Work instructions ->
The required lines are those that contain "ThreatModel"; pull them out of the data and copy them.

(Entries provided Opens)

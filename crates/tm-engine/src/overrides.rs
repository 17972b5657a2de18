// overrides.rs - Human-supplied overrides and their reconciliation with
// automatic candidates.
//
// Overrides live in their own store keyed by (target, threat id), never on
// the model entities, so reconciliation can be exercised without building a
// graph. At most one override is active per key: a later `add` for the same
// key replaces the earlier one, and the replacement is logged and kept as a
// diagnostic.

use std::collections::{HashMap, HashSet};

use serde::{Deserialize, Serialize};
use tm_model::{TargetRef, ThreatModel};
use tm_threats::ThreatCatalog;

use crate::error::EngineError;
use crate::finding::{Finding, Origin, Response};

/// A manual disposition of one threat on one target.
#[derive(Debug, Clone, PartialEq, Serialize, Deserialize)]
pub struct Override {
    /// Caller-chosen finding id (e.g. `F-AE-01`). When absent the final
    /// finding keeps the deterministic `threat:target` id.
    #[serde(default, skip_serializing_if = "Option::is_none")]
    pub id: Option<String>,
    pub target: TargetRef,
    pub threat_id: String,
    pub response: Response,
    #[serde(default, skip_serializing_if = "Option::is_none")]
    pub severity: Option<f32>,
    #[serde(default, skip_serializing_if = "Option::is_none")]
    pub notes: Option<String>,
}

impl Override {
    pub fn new(target: TargetRef, threat_id: impl Into<String>, response: Response) -> Self {
        Self {
            id: None,
            target,
            threat_id: threat_id.into(),
            response,
            severity: None,
            notes: None,
        }
    }

    pub fn with_id(mut self, id: impl Into<String>) -> Self {
        self.id = Some(id.into());
        self
    }

    pub fn with_severity(mut self, severity: f32) -> Self {
        self.severity = Some(severity);
        self
    }

    pub fn with_notes(mut self, notes: impl Into<String>) -> Self {
        self.notes = Some(notes.into());
        self
    }

    fn key(&self) -> (TargetRef, String) {
        (self.target.clone(), self.threat_id.clone())
    }

    fn finding_id(&self) -> String {
        self.id
            .clone()
            .unwrap_or_else(|| Finding::candidate_id(&self.threat_id, &self.target))
    }
}

/// Active overrides in first-declaration order.
#[derive(Debug, Clone, Default)]
pub struct OverrideStore {
    overrides: Vec<Override>,
    index: HashMap<(TargetRef, String), usize>,
    diagnostics: Vec<String>,
}

impl OverrideStore {
    pub fn new() -> Self {
        Self::default()
    }

    /// Record an override, returning the one it replaced, if any.
    ///
    /// A replacement keeps the earlier override's position.
    pub fn add(&mut self, ov: Override) -> Option<Override> {
        match self.index.get(&ov.key()) {
            Some(&pos) => {
                let message = format!(
                    "override for threat '{}' on {} replaced: {} -> {}",
                    ov.threat_id, ov.target, self.overrides[pos].response, ov.response
                );
                tracing::warn!(
                    threat = %ov.threat_id,
                    target = %ov.target,
                    previous = %self.overrides[pos].response,
                    response = %ov.response,
                    "override replaced by a later declaration"
                );
                self.diagnostics.push(message);
                Some(std::mem::replace(&mut self.overrides[pos], ov))
            }
            None => {
                self.index.insert(ov.key(), self.overrides.len());
                self.overrides.push(ov);
                None
            }
        }
    }

    pub fn get(&self, target: &TargetRef, threat_id: &str) -> Option<&Override> {
        self.index
            .get(&(target.clone(), threat_id.to_string()))
            .map(|&pos| &self.overrides[pos])
    }

    pub fn iter(&self) -> impl Iterator<Item = &Override> {
        self.overrides.iter()
    }

    pub fn len(&self) -> usize {
        self.overrides.len()
    }

    pub fn is_empty(&self) -> bool {
        self.overrides.is_empty()
    }

    /// Replacement notices, in the order they happened.
    pub fn diagnostics(&self) -> &[String] {
        &self.diagnostics
    }

    /// Check every override against the catalog and the model.
    ///
    /// The target must exist and be of the kind the threat is evaluated
    /// against.
    pub fn validate(&self, model: &ThreatModel, catalog: &ThreatCatalog) -> Result<(), EngineError> {
        for ov in &self.overrides {
            let threat = catalog.get(&ov.threat_id).ok_or_else(|| {
                EngineError::UnknownOverrideThreat {
                    threat: ov.threat_id.clone(),
                    target: ov.target.clone(),
                }
            })?;
            if !model.contains_target(&ov.target) {
                return Err(EngineError::UnknownOverrideTarget {
                    threat: ov.threat_id.clone(),
                    target: ov.target.clone(),
                });
            }
            if threat.target != ov.target.kind {
                return Err(EngineError::OverrideKindMismatch {
                    threat: ov.threat_id.clone(),
                    expected: threat.target,
                    target: ov.target.clone(),
                });
            }
        }
        Ok(())
    }
}

/// Merge candidates with overrides into the final finding set.
///
/// - candidate with an override: the override's response replaces the
///   candidate's, as do its severity, notes and id when supplied;
/// - candidate without one: kept unchanged;
/// - override without a candidate: kept as a standalone finding.
///
/// Candidates come first in their original order, then standalone
/// overrides in store order. No override is ever dropped.
pub fn reconcile(
    candidates: Vec<Finding>,
    overrides: &OverrideStore,
) -> Result<Vec<Finding>, EngineError> {
    let mut used = vec![false; overrides.len()];
    let mut out = Vec::with_capacity(candidates.len() + overrides.len());

    for mut finding in candidates {
        let key = (finding.target.clone(), finding.threat_id.clone());
        if let Some(&pos) = overrides.index.get(&key) {
            let ov = &overrides.overrides[pos];
            used[pos] = true;
            finding.id = ov.finding_id();
            finding.response = ov.response;
            finding.severity = ov.severity.or(finding.severity);
            if ov.notes.is_some() {
                finding.notes = ov.notes.clone();
            }
            finding.origin = Origin::Overridden;
        }
        out.push(finding);
    }

    for (ov, _) in overrides.overrides.iter().zip(&used).filter(|(_, used)| !**used) {
        out.push(Finding {
            id: ov.finding_id(),
            threat_id: ov.threat_id.clone(),
            target: ov.target.clone(),
            response: ov.response,
            severity: ov.severity,
            origin: Origin::Manual,
            notes: ov.notes.clone(),
        });
    }

    let mut seen = HashSet::with_capacity(out.len());
    for finding in &out {
        if !seen.insert(finding.id.as_str()) {
            return Err(EngineError::DuplicateFindingId(finding.id.clone()));
        }
    }
    Ok(out)
}

#[cfg(test)]
mod tests {
    use super::*;
    use tm_model::{BoundarySpec, ElementId, ElementSpec, ModelBuilder, TargetKind};

    fn target(id: &str) -> TargetRef {
        TargetRef::element(&ElementId::new(id))
    }

    #[test]
    fn later_override_replaces_earlier() {
        let mut store = OverrideStore::new();
        assert!(store
            .add(Override::new(target("e"), "T", Response::Accepted))
            .is_none());
        let replaced = store.add(Override::new(target("e"), "T", Response::Mitigated));
        assert_eq!(replaced.unwrap().response, Response::Accepted);
        assert_eq!(store.len(), 1);
        assert_eq!(store.diagnostics().len(), 1);

        let candidates = vec![Finding::candidate("T", target("e"), None)];
        let out = reconcile(candidates, &store).unwrap();
        assert_eq!(out.len(), 1);
        assert_eq!(out[0].response, Response::Mitigated);
        assert_eq!(out[0].origin, Origin::Overridden);
    }

    #[test]
    fn override_without_candidate_is_kept() {
        let mut store = OverrideStore::new();
        store.add(
            Override::new(target("e"), "T", Response::Mitigated)
                .with_id("F-01")
                .with_severity(7.5),
        );
        let out = reconcile(Vec::new(), &store).unwrap();
        assert_eq!(out.len(), 1);
        assert_eq!(out[0].id, "F-01");
        assert_eq!(out[0].response, Response::Mitigated);
        assert_eq!(out[0].severity, Some(7.5));
        assert_eq!(out[0].origin, Origin::Manual);
    }

    #[test]
    fn candidates_without_overrides_are_unchanged() {
        let candidates = vec![
            Finding::candidate("T", target("a"), Some(3.0)),
            Finding::candidate("T", target("b"), Some(3.0)),
        ];
        let out = reconcile(candidates.clone(), &OverrideStore::new()).unwrap();
        assert_eq!(out, candidates);
    }

    #[test]
    fn override_severity_falls_back_to_candidate_score() {
        let mut store = OverrideStore::new();
        store.add(Override::new(target("a"), "T", Response::Accepted).with_notes("known risk"));
        let out = reconcile(vec![Finding::candidate("T", target("a"), Some(3.0))], &store).unwrap();
        assert_eq!(out[0].severity, Some(3.0));
        assert_eq!(out[0].notes.as_deref(), Some("known risk"));
        assert_eq!(out[0].id, "T:a");
    }

    #[test]
    fn colliding_finding_ids_are_rejected() {
        let mut store = OverrideStore::new();
        store.add(Override::new(target("a"), "T", Response::Mitigated).with_id("F-01"));
        store.add(Override::new(target("b"), "T", Response::Mitigated).with_id("F-01"));
        let err = reconcile(Vec::new(), &store).unwrap_err();
        assert!(matches!(err, EngineError::DuplicateFindingId(id) if id == "F-01"));
    }

    #[test]
    fn validate_checks_catalog_and_model() {
        let catalog = ThreatCatalog::from_yaml_str(
            "threats:\n  - { id: T, description: t, target: element, condition: always }\n",
        )
        .unwrap();
        let mut b = ModelBuilder::new("m");
        b.add_element(ElementSpec::server("S").with_id("s")).unwrap();
        let model = b.build();

        let mut ok = OverrideStore::new();
        ok.add(Override::new(target("s"), "T", Response::Accepted));
        assert!(ok.validate(&model, &catalog).is_ok());

        let mut bad_threat = OverrideStore::new();
        bad_threat.add(Override::new(target("s"), "NOPE", Response::Accepted));
        assert!(matches!(
            bad_threat.validate(&model, &catalog),
            Err(EngineError::UnknownOverrideThreat { .. })
        ));

        let mut bad_target = OverrideStore::new();
        bad_target.add(Override::new(target("ghost"), "T", Response::Accepted));
        assert!(matches!(
            bad_target.validate(&model, &catalog),
            Err(EngineError::UnknownOverrideTarget { .. })
        ));
    }

    #[test]
    fn validate_rejects_target_of_another_kind() {
        let catalog = ThreatCatalog::from_yaml_str(
            "threats:\n  - { id: T, description: t, target: element, condition: always }\n",
        )
        .unwrap();
        let mut b = ModelBuilder::new("m");
        let zone = b.add_boundary(BoundarySpec::new("Zone").with_id("zone")).unwrap();
        b.add_element(ElementSpec::server("S").with_id("s")).unwrap();
        let model = b.build();

        let mut store = OverrideStore::new();
        store.add(Override::new(TargetRef::boundary(&zone), "T", Response::Mitigated));
        let err = store.validate(&model, &catalog).unwrap_err();
        assert!(matches!(
            err,
            EngineError::OverrideKindMismatch { expected: TargetKind::Element, .. }
        ));
    }
}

(Entries provided Closes)

Exercise answer ->
use tm_model::{TargetRef, ThreatModel};
    pub fn validate(&self, model: &ThreatModel, catalog: &ThreatCatalog) -> Result<(), EngineError> {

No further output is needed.